Fitch Ratings says in a new report that its rating outlook for the German non-life insurance sector remains stable. The sector outlook, an indicator of fundamental trends, is also stable. The agency considers German non-life companies to be well prepared to meet the sector's current challenges, and does not expect a significant number of rating changes over the next 12-24 months.

Fitch expects slightly lower growth in German non-life premiums for 2015 (2014: 3.0%) extending the current sustained period of premium growth. This follows the sector's strongest premium growth period since 2000 (2013: 4.0%; 2012: 5.1%; 2011: 4.5%), indicating that the sector continues to maintain underwriting discipline through the current prolonged period of low investment yields.

Fitch forecasts that the German non-life sector will report a gross combined ratio of 93% for 2014 and 92% for 2015 provided large weather and catastrophe-related claims remain within levels budgeted by insurers. This follows an increased gross combined ratio of 100.4% in 2013 (2012: 94.8%), which was driven by claims from exceptionally high natural catastrophe activity.

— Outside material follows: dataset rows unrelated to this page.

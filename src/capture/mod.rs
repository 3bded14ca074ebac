//! Device access and live capture streams
//!
//! Capture devices are reached through the [`DeviceAccess`] trait so the
//! rest of the application never touches platform APIs directly. The
//! [`CaptureGate`] wraps a provider and tracks the permission flag and the
//! live stream handle for one recorder panel.

mod camera;
mod mic;
mod synthetic;

pub use camera::{CameraFrame, CameraStream};
pub(crate) use camera::FrameTap;
pub use mic::MicStream;
pub(crate) use mic::PcmTap;
pub use synthetic::{SyntheticDeviceAccess, SyntheticStream};

use crate::Result;
use std::sync::Arc;
use tracing::{debug, info};

/// The medium a stream, session, or clip carries
#[derive(Debug, Clone, Copy, PartialEq, Eq)]
pub enum MediaKind {
    Audio,
    Video,
}

impl MediaKind {
    /// MIME type used to tag finished clips
    pub fn mime(&self) -> &'static str {
        match self {
            MediaKind::Audio => "audio/mp3",
            MediaKind::Video => "video/webm",
        }
    }

    /// File extension for clips of this kind
    pub fn extension(&self) -> &'static str {
        match self {
            MediaKind::Audio => "mp3",
            MediaKind::Video => "webm",
        }
    }
}

impl std::fmt::Display for MediaKind {
    fn fmt(&self, f: &mut std::fmt::Formatter<'_>) -> std::fmt::Result {
        match self {
            MediaKind::Audio => write!(f, "audio"),
            MediaKind::Video => write!(f, "video"),
        }
    }
}

/// Which tracks a stream request asks for
#[derive(Debug, Clone, Copy, PartialEq, Eq)]
pub struct MediaConstraints {
    pub audio: bool,
    pub video: bool,
}

impl MediaConstraints {
    /// Microphone only
    pub fn audio_only() -> Self {
        Self {
            audio: true,
            video: false,
        }
    }

    /// Camera only
    pub fn video_only() -> Self {
        Self {
            audio: false,
            video: true,
        }
    }

    /// The kind of stream these constraints resolve to
    pub fn kind(&self) -> MediaKind {
        if self.video {
            MediaKind::Video
        } else {
            MediaKind::Audio
        }
    }
}

/// Provider of live capture streams
///
/// Implemented by [`NativeDeviceAccess`] for real hardware and by
/// [`SyntheticDeviceAccess`] for tests and hardware-free runs. Opening the
/// device is the permission grant; failures surface as
/// [`RecitalError::DeviceAccess`].
pub trait DeviceAccess {
    fn request_stream(&self, constraints: MediaConstraints) -> Result<MediaStream>;
}

/// A live input stream, exclusively owned by the panel that requested it
///
/// The underlying capture (cpal stream or camera thread) stays active for
/// the lifetime of this handle and is torn down on drop.
pub struct MediaStream {
    source: StreamSource,
}

impl std::fmt::Debug for MediaStream {
    fn fmt(&self, f: &mut std::fmt::Formatter<'_>) -> std::fmt::Result {
        f.debug_struct("MediaStream")
            .field("kind", &self.kind())
            .field("device_label", &self.device_label())
            .finish()
    }
}

pub(crate) enum StreamSource {
    Microphone(MicStream),
    Camera(CameraStream),
    Synthetic(SyntheticStream),
}

impl MediaStream {
    pub(crate) fn new(source: StreamSource) -> Self {
        Self { source }
    }

    pub fn kind(&self) -> MediaKind {
        match &self.source {
            StreamSource::Microphone(_) => MediaKind::Audio,
            StreamSource::Camera(_) => MediaKind::Video,
            StreamSource::Synthetic(s) => s.kind(),
        }
    }

    /// Human-readable device label for the UI
    pub fn device_label(&self) -> &str {
        match &self.source {
            StreamSource::Microphone(mic) => mic.device_name(),
            StreamSource::Camera(cam) => cam.device_name(),
            StreamSource::Synthetic(_) => "synthetic device",
        }
    }

    pub fn as_microphone(&self) -> Option<&MicStream> {
        match &self.source {
            StreamSource::Microphone(mic) => Some(mic),
            _ => None,
        }
    }

    pub fn as_camera(&self) -> Option<&CameraStream> {
        match &self.source {
            StreamSource::Camera(cam) => Some(cam),
            _ => None,
        }
    }
}

/// Real hardware provider: cpal for microphones, nokhwa for cameras
pub struct NativeDeviceAccess;

impl NativeDeviceAccess {
    pub fn new() -> Self {
        Self
    }
}

impl Default for NativeDeviceAccess {
    fn default() -> Self {
        Self::new()
    }
}

impl DeviceAccess for NativeDeviceAccess {
    fn request_stream(&self, constraints: MediaConstraints) -> Result<MediaStream> {
        match constraints.kind() {
            MediaKind::Audio => {
                let mic = MicStream::open()?;
                Ok(MediaStream::new(StreamSource::Microphone(mic)))
            }
            MediaKind::Video => {
                let cam = CameraStream::open()?;
                Ok(MediaStream::new(StreamSource::Camera(cam)))
            }
        }
    }
}

/// Permission and stream holder for one recorder panel
///
/// The permission flag starts false, turns true on the first successful
/// grant, and is never reset for the lifetime of the gate.
pub struct CaptureGate {
    provider: Arc<dyn DeviceAccess>,
    constraints: MediaConstraints,
    permission: bool,
    stream: Option<MediaStream>,
}

impl CaptureGate {
    pub fn new(provider: Arc<dyn DeviceAccess>, constraints: MediaConstraints) -> Self {
        Self {
            provider,
            constraints,
            permission: false,
            stream: None,
        }
    }

    /// Request device access and store the resulting live stream
    ///
    /// A repeat call while already granted re-requests and replaces the
    /// stream, mirroring an unguarded grant button.
    ///
    /// # Errors
    /// Returns the provider's error; the permission flag is left untouched,
    /// so a previously granted gate stays granted.
    pub fn request_access(&mut self) -> Result<()> {
        if self.permission {
            debug!("Access already granted, re-requesting {} stream", self.constraints.kind());
        }

        let stream = self.provider.request_stream(self.constraints)?;
        info!(
            "Capture access granted: {} ({})",
            self.constraints.kind(),
            stream.device_label()
        );
        self.permission = true;
        self.stream = Some(stream);
        Ok(())
    }

    pub fn permission(&self) -> bool {
        self.permission
    }

    pub fn stream(&self) -> Option<&MediaStream> {
        self.stream.as_ref()
    }

    pub fn kind(&self) -> MediaKind {
        self.constraints.kind()
    }
}

#[cfg(test)]
mod tests {
    use super::*;
    use crate::RecitalError;

    #[test]
    fn test_constraints_resolve_kind() {
        assert_eq!(MediaConstraints::audio_only().kind(), MediaKind::Audio);
        assert_eq!(MediaConstraints::video_only().kind(), MediaKind::Video);
    }

    #[test]
    fn test_mime_tags() {
        assert_eq!(MediaKind::Audio.mime(), "audio/mp3");
        assert_eq!(MediaKind::Video.mime(), "video/webm");
        assert_eq!(MediaKind::Audio.extension(), "mp3");
        assert_eq!(MediaKind::Video.extension(), "webm");
    }

    #[test]
    fn test_gate_starts_without_permission() {
        let provider = Arc::new(SyntheticDeviceAccess::granting());
        let gate = CaptureGate::new(provider, MediaConstraints::audio_only());
        assert!(!gate.permission());
        assert!(gate.stream().is_none());
    }

    #[test]
    fn test_gate_grant_sets_permission_and_stream() {
        let provider = Arc::new(SyntheticDeviceAccess::granting());
        let mut gate = CaptureGate::new(provider, MediaConstraints::audio_only());

        gate.request_access().expect("grant should succeed");
        assert!(gate.permission());
        assert_eq!(gate.stream().unwrap().kind(), MediaKind::Audio);
    }

    #[test]
    fn test_gate_denial_leaves_permission_false() {
        let provider = Arc::new(SyntheticDeviceAccess::denying("no device"));
        let mut gate = CaptureGate::new(provider, MediaConstraints::video_only());

        let err = gate.request_access().unwrap_err();
        assert!(matches!(err, RecitalError::DeviceAccess(_)));
        assert!(!gate.permission());
        assert!(gate.stream().is_none());
    }

    #[test]
    fn test_gate_regrant_replaces_stream() {
        let provider = Arc::new(SyntheticDeviceAccess::granting());
        let mut gate = CaptureGate::new(provider.clone(), MediaConstraints::audio_only());

        gate.request_access().unwrap();
        gate.request_access().unwrap();
        assert_eq!(provider.request_count(), 2);
        assert!(gate.permission());
    }
}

Fitch expects the sector to report a net underwriting result of more than EUR2.0bn for 2014 and 2015 following material premium rate increases. The sector reported a reduced, but still positive, net underwriting result of EUR0.3bn for 2013 (2012: EUR1.6bn) as adequate reinsurance protection significantly narrowed net losses stemming from natural catastrophes.

Competition in Germany has continued to decline over the past 12 months, and the sector has maintained underwriting discipline during 2014. Fitch expects that gross written premiums will have grown further in 2014 and the trend of increasing premium rates is likely to continue in 2015, although at a slower pace. Fitch believes that the sector will further strengthen underwriting profitability in 2015.

Investment returns are expected to decline to 3.4% in 2015 from 3.8% in 2014 (2013: 4.2%), reflecting the current low interest-rate environment. Fitch has seen some limited increase in risk appetite on the asset side of insurers' balance sheets, but this is not expected to result in a reversal of declines in investment income.

Fitch believes that the sector will maintain its strong reserving practices in 2015 as it is likely to have done for 2014, and that claims reserves will continue to increase. The agency believes that slightly less conservative reserving practices in the prior soft underwriting cycle may have resulted in some additional reserve strengthening since 2011, leading to slower improvement in net underwriting compared to growth in gross written premium.